A cientista política Gabriella Bezerra, professora da Universidade Federal Rural de Pernambuco (UFRPE) e pesquisadora do Laboratório de Estudos sobre Política, Eleições e Mídia da Universidade Federal do Ceará (Lepem-UFC), acrescenta que a criação de mais privilégios também pode impactar diretamente a imagem do atual presidente, que seria diretamente beneficiado com a PEC. 

“O cenário da eleição de Bolsonaro foi um em que a Lava Jato estava em seu ápice, com figuras de grande destaque sendo presas e expostas. A própria campanha dele tinha um tom de combate a privilégios. (...) Então é uma proposta muito estranha se observarmos de onde ele vem e como foi eleito, o que mobiliza a base bolsonarista”, avalia a pesquisadora. 

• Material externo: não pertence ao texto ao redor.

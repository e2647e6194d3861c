// libs/appointment-cell/src/handlers.rs
use std::sync::Arc;

use axum::{
    extract::{Extension, Path, Query, State},
    Json,
};
use serde_json::{json, Value};

use shared_config::AppConfig;
use shared_models::auth::Session;
use shared_models::error::AppError;

use crate::models::{
    AppointmentError, BookAppointmentRequest, FreeSlotsQuery, RescheduleAppointmentRequest,
    TimeSlot, ValidateBookingRequest,
};
use crate::services::booking::AppointmentBookingService;

impl From<AppointmentError> for AppError {
    fn from(e: AppointmentError) -> Self {
        match e {
            AppointmentError::Booking(booking) => AppError::BookingRejected {
                code: booking.code().to_string(),
                message: booking.to_string(),
                conflict: booking.is_conflict(),
            },
            AppointmentError::RejectedByServer(detail) => {
                tracing::warn!("Clinic service refused booking: {}", detail);
                AppError::BookingRejected {
                    code: "rejected_by_server".to_string(),
                    message: "The selected slot is no longer available, please pick another slot".to_string(),
                    conflict: true,
                }
            }
            AppointmentError::StatusChangeRejected(detail) => {
                tracing::warn!("Clinic service refused status change: {}", detail);
                AppError::Conflict(
                    "The clinic service refused to change this appointment, please refresh and try again"
                        .to_string(),
                )
            }
            AppointmentError::NotFound => AppError::NotFound("Appointment not found".to_string()),
            AppointmentError::DoctorNotFound => AppError::NotFound("Doctor not found".to_string()),
            AppointmentError::Unauthorized => {
                AppError::Forbidden("Not authorized to manage this appointment".to_string())
            }
            AppointmentError::InvalidStatusTransition(status) => AppError::Conflict(format!(
                "Appointment cannot be modified in current status: {}",
                status
            )),
            AppointmentError::ExternalService(msg) => AppError::ExternalService(msg),
        }
    }
}

// ==============================================================================
// PUBLIC HANDLERS
// ==============================================================================

pub async fn get_slot_catalog() -> Json<Value> {
    Json(json!({
        "slots": TimeSlot::ALL
    }))
}

#[axum::debug_handler]
pub async fn get_free_slots_public(
    State(state): State<Arc<AppConfig>>,
    Path(doctor_id): Path<String>,
    Query(query): Query<FreeSlotsQuery>,
) -> Result<Json<Value>, AppError> {
    let booking_service = AppointmentBookingService::new(&state);

    let response = booking_service
        .free_slots(&doctor_id, query.date, None, None)
        .await?;

    Ok(Json(json!(response)))
}

// ==============================================================================
// PROTECTED HANDLERS
// ==============================================================================

#[axum::debug_handler]
pub async fn get_reschedule_free_slots(
    State(state): State<Arc<AppConfig>>,
    Path(appointment_id): Path<String>,
    Extension(session): Extension<Session>,
    Query(query): Query<FreeSlotsQuery>,
) -> Result<Json<Value>, AppError> {
    let booking_service = AppointmentBookingService::new(&state);

    let response = booking_service
        .reschedule_free_slots(&session, &appointment_id, query.date)
        .await?;

    Ok(Json(json!(response)))
}

#[axum::debug_handler]
pub async fn validate_booking(
    State(state): State<Arc<AppConfig>>,
    Extension(session): Extension<Session>,
    Json(request): Json<ValidateBookingRequest>,
) -> Result<Json<Value>, AppError> {
    let booking_service = AppointmentBookingService::new(&state);

    let validated = booking_service.validate(&session, &request).await?;

    Ok(Json(json!({
        "valid": true,
        "slot": validated
    })))
}

#[axum::debug_handler]
pub async fn book_appointment(
    State(state): State<Arc<AppConfig>>,
    Extension(session): Extension<Session>,
    Json(request): Json<BookAppointmentRequest>,
) -> Result<Json<Value>, AppError> {
    let booking_service = AppointmentBookingService::new(&state);

    let appointment = booking_service.book_appointment(&session, request).await?;

    Ok(Json(json!({
        "success": true,
        "appointment": appointment,
        "message": "Appointment booked successfully"
    })))
}

#[axum::debug_handler]
pub async fn reschedule_appointment(
    State(state): State<Arc<AppConfig>>,
    Path(appointment_id): Path<String>,
    Extension(session): Extension<Session>,
    Json(request): Json<RescheduleAppointmentRequest>,
) -> Result<Json<Value>, AppError> {
    let booking_service = AppointmentBookingService::new(&state);

    let appointment = booking_service
        .reschedule_appointment(&session, &appointment_id, request)
        .await?;

    Ok(Json(json!({
        "success": true,
        "appointment": appointment,
        "message": "Appointment rescheduled successfully"
    })))
}

#[axum::debug_handler]
pub async fn cancel_appointment(
    State(state): State<Arc<AppConfig>>,
    Path(appointment_id): Path<String>,
    Extension(session): Extension<Session>,
) -> Result<Json<Value>, AppError> {
    let booking_service = AppointmentBookingService::new(&state);

    let appointment = booking_service.cancel_appointment(&session, &appointment_id).await?;

    Ok(Json(json!({
        "success": true,
        "appointment": appointment,
        "message": "Appointment cancelled successfully"
    })))
}

#[axum::debug_handler]
pub async fn get_my_appointments(
    State(state): State<Arc<AppConfig>>,
    Extension(session): Extension<Session>,
) -> Result<Json<Value>, AppError> {
    let booking_service = AppointmentBookingService::new(&state);

    let appointments = booking_service
        .get_patient_appointments(session.user_id(), &session.access_token)
        .await?;

    Ok(Json(json!({
        "appointments": appointments,
        "total": appointments.len()
    })))
}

“É estranho também que o Centrão esteja disposto a salvar alguém com a popularidade tão baixa. É interessante observar se esses eventos não fazem parte de estratégias futuras para passar a ter prerrogativa dessa proteção. Ainda assim, se apresenta como uma contradição, mostra como a política é muito mais complexa”, afirma Gabriella. 

A um ano de uma nova disputa eleitoral, uma das possibilidades para a proposta do Centrão é que Bolsonaro possa desistir de uma eventual disputa pela reeleição e apoiar um nome indicado pelo grupo de políticos. O professor Cláudio André de Souza, no entanto, pondera que, como se trata de uma articulação de bastidores, a proposta ainda precisa ser concretizada e detalhada.

“Esta proposta afeta o cenário, em especial, porque pode dar a entender que os políticos ex-presidentes querem continuar na política sem precisar de voto. Como outros sistemas políticos adotam a medida, tratando-se de uma medida republicana, o melhor é que este debate seja feito com mais tempo e mobilização de ideias, após as eleições nacionais”, afirma.

De novo

A ideia de criar o cargo de senador vitalício para ex-presidentes não é nova. Em 2002, a Comissão de Constituição e Justiça da Câmara (CCJ) chegou a aprovar uma PEC que criava o cargo. 

A regra passaria a valer para os presidentes eleitos após a aprovação da legislação, ou seja, não beneficiaria o então presidente Fernando Henrique Cardoso nem os ex-presidentes Itamar Franco e Fernando Collor de Mello. A matéria acabou arquivada no ano seguinte pela Câmara dos Deputados. 

Em 2015, em meio à votação da reforma política, novamente uma PEC com a intenção de criar o cargo de senador vitalício – e vetar a participação em novas eleições de ex-presidentes – foi apreciada pelos parlamentares. A proposta também foi rejeitada na Câmara.